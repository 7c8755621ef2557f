//! `supaforge run` drives one workflow session and prints the output bundle.
//!
//! On a terminal the operator is asked for missing inputs and for
//! acceptance. With `--yes` every answer comes from flags instead.

use crate::prompt::{ScriptedPrompt, StdinPrompt};
use crate::sources::{Discovery, Executor};
use crate::{DatabaseArgs, SelectionArgs};
use clap::Args;
use std::collections::BTreeSet;
use std::io::IsTerminal;
use std::path::PathBuf;
use supaforge_core::ForgeConfig;
use supaforge_runtime::{
    Coordinator, OperatorPrompt, ProvisionRequest, SessionInputs, WorkflowOutcome,
};
use tokio::sync::watch;
use tracing::{info, warn};

/// Conventional exit status after SIGINT.
const INTERRUPTED_EXIT: i32 = 130;

#[derive(Args, Debug, Clone)]
pub struct RunArgs {
    #[command(flatten)]
    pub db: DatabaseArgs,

    /// Use a saved discovery document instead of a live database.
    #[arg(long)]
    pub discovery: Option<PathBuf>,

    /// Supabase project reference.
    #[arg(long)]
    pub project_ref: Option<String>,

    #[arg(long)]
    pub project_name: Option<String>,

    /// Project URL; derived from the project reference when omitted.
    #[arg(long)]
    pub project_url: Option<String>,

    /// Public anon key to include in the client configuration.
    #[arg(long, env = "SUPAFORGE_ANON_KEY", hide_env_values = true)]
    pub anon_key: Option<String>,

    /// Owner email for stored tool versions.
    #[arg(long)]
    pub email: Option<String>,

    #[command(flatten)]
    pub selection: SelectionArgs,

    /// Answer every question from flags; accept the compiled tools.
    #[arg(long, default_value_t = false)]
    pub yes: bool,

    /// With --yes: produce the provisioning SQL block.
    #[arg(long, default_value_t = false, requires = "yes")]
    pub provision: bool,

    /// With --provision: run the SQL against --database-url.
    #[arg(long, default_value_t = false, requires = "provision")]
    pub execute: bool,

    /// With --provision: store the tools as the next active version.
    #[arg(long, default_value_t = false, requires = "provision")]
    pub insert_tools: bool,
}

impl RunArgs {
    fn session_inputs(&self) -> SessionInputs {
        SessionInputs {
            project_ref: self.project_ref.clone(),
            project_name: self.project_name.clone(),
            project_url: self.project_url.clone(),
            anon_key: self.anon_key.clone(),
            owner_email: self.email.clone(),
            categories: (!self.selection.categories.is_empty())
                .then(|| self.selection.categories.iter().copied().collect::<BTreeSet<_>>()),
            tables: (!self.selection.tables.is_empty())
                .then(|| self.selection.tables.iter().cloned().collect::<BTreeSet<_>>()),
            allow_sensitive_writes: self.selection.allow_sensitive_writes,
        }
    }

    fn scripted_prompt(&self) -> ScriptedPrompt {
        ScriptedPrompt {
            accept: self.yes,
            provision: self.provision.then_some(ProvisionRequest {
                execute: self.execute,
                insert_tools: self.insert_tools,
            }),
        }
    }
}

pub async fn run(config: ForgeConfig, args: RunArgs) -> anyhow::Result<()> {
    if args.execute && args.db.database_url.is_none() {
        anyhow::bail!("--execute needs --database-url (or SUPAFORGE_DATABASE_URL)");
    }
    if !args.yes && !std::io::stdin().is_terminal() {
        anyhow::bail!("stdin is not a terminal; pass --yes for a scripted run");
    }

    let url = args.db.database_url.as_deref();
    let discovery = Discovery::open(args.discovery.clone(), url, &config.discovery).await?;
    let executor = Executor::open(url).await?;
    let inputs = args.session_inputs();

    let (interrupt, interrupted) = watch::channel(false);
    let outcome = if args.yes {
        drive(config, discovery, executor, args.scripted_prompt(), interrupt, inputs).await
    } else {
        let prompt = StdinPrompt::new(interrupted.clone());
        drive(config, discovery, executor, prompt, interrupt, inputs).await
    };

    println!("{}", outcome.bundle.render()?);

    if let Some(reason) = &outcome.abort_reason {
        warn!(reason = %reason, "Session aborted");
    }
    if outcome.abort_reason.is_some() && *interrupted.borrow() {
        // A stdin read may still be blocked; the runtime would wait on it.
        std::io::Write::flush(&mut std::io::stdout())?;
        std::process::exit(INTERRUPTED_EXIT);
    }
    if let Some(err) = &outcome.error {
        anyhow::bail!("{}", err.operator_text());
    }
    Ok(())
}

async fn drive<P: OperatorPrompt>(
    config: ForgeConfig,
    discovery: Discovery,
    executor: Executor,
    prompt: P,
    interrupt: watch::Sender<bool>,
    inputs: SessionInputs,
) -> WorkflowOutcome {
    let coordinator = Coordinator::new(config, discovery, executor, prompt);

    let cancel = coordinator.cancel_handle();
    let watcher = tokio::spawn(async move {
        if tokio::signal::ctrl_c().await.is_ok() {
            interrupt.send_replace(true);
            match cancel.cancel() {
                Ok(()) => warn!("Cancellation requested"),
                Err(e) => warn!(error = %e, "Cancellation refused"),
            }
        }
    });

    let outcome = coordinator.run(inputs).await;
    watcher.abort();

    info!(
        state = %outcome.final_state,
        steps = outcome.history.len(),
        tools = outcome.bundle.tools.tools.len(),
        "Session finished"
    );
    outcome
}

•••

# What to do
Output the records in full. Match them exactly.

# Answer area
repository 7c8755621ef2557f
//! `supaforge run` drives one workflow session and prints the output bundle.
//!
//! On a terminal the operator is asked for missing inputs and for
//! acceptance. With `--yes` every answer comes from flags instead.

use crate::prompt::{ScriptedPrompt, StdinPrompt};
use crate::sources::{Discovery, Executor};
use crate::{DatabaseArgs, SelectionArgs};
use clap::Args;
use std::collections::BTreeSet;
use std::io::IsTerminal;
use std::path::PathBuf;
use supaforge_core::ForgeConfig;
use supaforge_runtime::{
    Coordinator, OperatorPrompt, ProvisionRequest, SessionInputs, WorkflowOutcome,
};
use tokio::sync::watch;
use tracing::{info, warn};

/// Conventional exit status after SIGINT.
const INTERRUPTED_EXIT: i32 = 130;

#[derive(Args, Debug, Clone)]
pub struct RunArgs {
    #[command(flatten)]
    pub db: DatabaseArgs,

    /// Use a saved discovery document instead of a live database.
    #[arg(long)]
    pub discovery: Option<PathBuf>,

    /// Supabase project reference.
    #[arg(long)]
    pub project_ref: Option<String>,

    #[arg(long)]
    pub project_name: Option<String>,

    /// Project URL; derived from the project reference when omitted.
    #[arg(long)]
    pub project_url: Option<String>,

    /// Public anon key to include in the client configuration.
    #[arg(long, env = "SUPAFORGE_ANON_KEY", hide_env_values = true)]
    pub anon_key: Option<String>,

    /// Owner email for stored tool versions.
    #[arg(long)]
    pub email: Option<String>,

    #[command(flatten)]
    pub selection: SelectionArgs,

    /// Answer every question from flags; accept the compiled tools.
    #[arg(long, default_value_t = false)]
    pub yes: bool,

    /// With --yes: produce the provisioning SQL block.
    #[arg(long, default_value_t = false, requires = "yes")]
    pub provision: bool,

    /// With --provision: run the SQL against --database-url.
    #[arg(long, default_value_t = false, requires = "provision")]
    pub execute: bool,

    /// With --provision: store the tools as the next active version.
    #[arg(long, default_value_t = false, requires = "provision")]
    pub insert_tools: bool,
}

impl RunArgs {
    fn session_inputs(&self) -> SessionInputs {
        SessionInputs {
            project_ref: self.project_ref.clone(),
            project_name: self.project_name.clone(),
            project_url: self.project_url.clone(),
            anon_key: self.anon_key.clone(),
            owner_email: self.email.clone(),
            categories: (!self.selection.categories.is_empty())
                .then(|| self.selection.categories.iter().copied().collect::<BTreeSet<_>>()),
            tables: (!self.selection.tables.is_empty())
                .then(|| self.selection.tables.iter().cloned().collect::<BTreeSet<_>>()),
            allow_sensitive_writes: self.selection.allow_sensitive_writes,
        }
    }

    fn scripted_prompt(&self) -> ScriptedPrompt {
        ScriptedPrompt {
            accept: self.yes,
            provision: self.provision.then_some(ProvisionRequest {
                execute: self.execute,
                insert_tools: self.insert_tools,
            }),
        }
    }
}

pub async fn run(config: ForgeConfig, args: RunArgs) -> anyhow::Result<()> {
    if args.execute && args.db.database_url.is_none() {
        anyhow::bail!("--execute needs --database-url (or SUPAFORGE_DATABASE_URL)");
    }
    if !args.yes && !std::io::stdin().is_terminal() {
        anyhow::bail!("stdin is not a terminal; pass --yes for a scripted run");
    }

    let url = args.db.database_url.as_deref();
    let discovery = Discovery::open(args.discovery.clone(), url, &config.discovery).await?;
    let executor = Executor::open(url).await?;
    let inputs = args.session_inputs();

    let (interrupt, interrupted) = watch::channel(false);
    let outcome = if args.yes {
        drive(config, discovery, executor, args.scripted_prompt(), interrupt, inputs).await
    } else {
        let prompt = StdinPrompt::new(interrupted.clone());
        drive(config, discovery, executor, prompt, interrupt, inputs).await
    };

    println!("{}", outcome.bundle.render()?);

    if let Some(reason) = &outcome.abort_reason {
        warn!(reason = %reason, "Session aborted");
    }
    if outcome.abort_reason.is_some() && *interrupted.borrow() {
        // A stdin read may still be blocked; the runtime would wait on it.
        std::io::Write::flush(&mut std::io::stdout())?;
        std::process::exit(INTERRUPTED_EXIT);
    }
    if let Some(err) = &outcome.error {
        anyhow::bail!("{}", err.operator_text());
    }
    Ok(())
}

async fn drive<P: OperatorPrompt>(
    config: ForgeConfig,
    discovery: Discovery,
    executor: Executor,
    prompt: P,
    interrupt: watch::Sender<bool>,
    inputs: SessionInputs,
) -> WorkflowOutcome {
    let coordinator = Coordinator::new(config, discovery, executor, prompt);

    let cancel = coordinator.cancel_handle();
    let watcher = tokio::spawn(async move {
        if tokio::signal::ctrl_c().await.is_ok() {
            interrupt.send_replace(true);
            match cancel.cancel() {
                Ok(()) => warn!("Cancellation requested"),
                Err(e) => warn!(error = %e, "Cancellation refused"),
            }
        }
    });

    let outcome = coordinator.run(inputs).await;
    watcher.abort();

    info!(
        state = %outcome.final_state,
        steps = outcome.history.len(),
        tools = outcome.bundle.tools.tools.len(),
        "Session finished"
    );
    outcome
}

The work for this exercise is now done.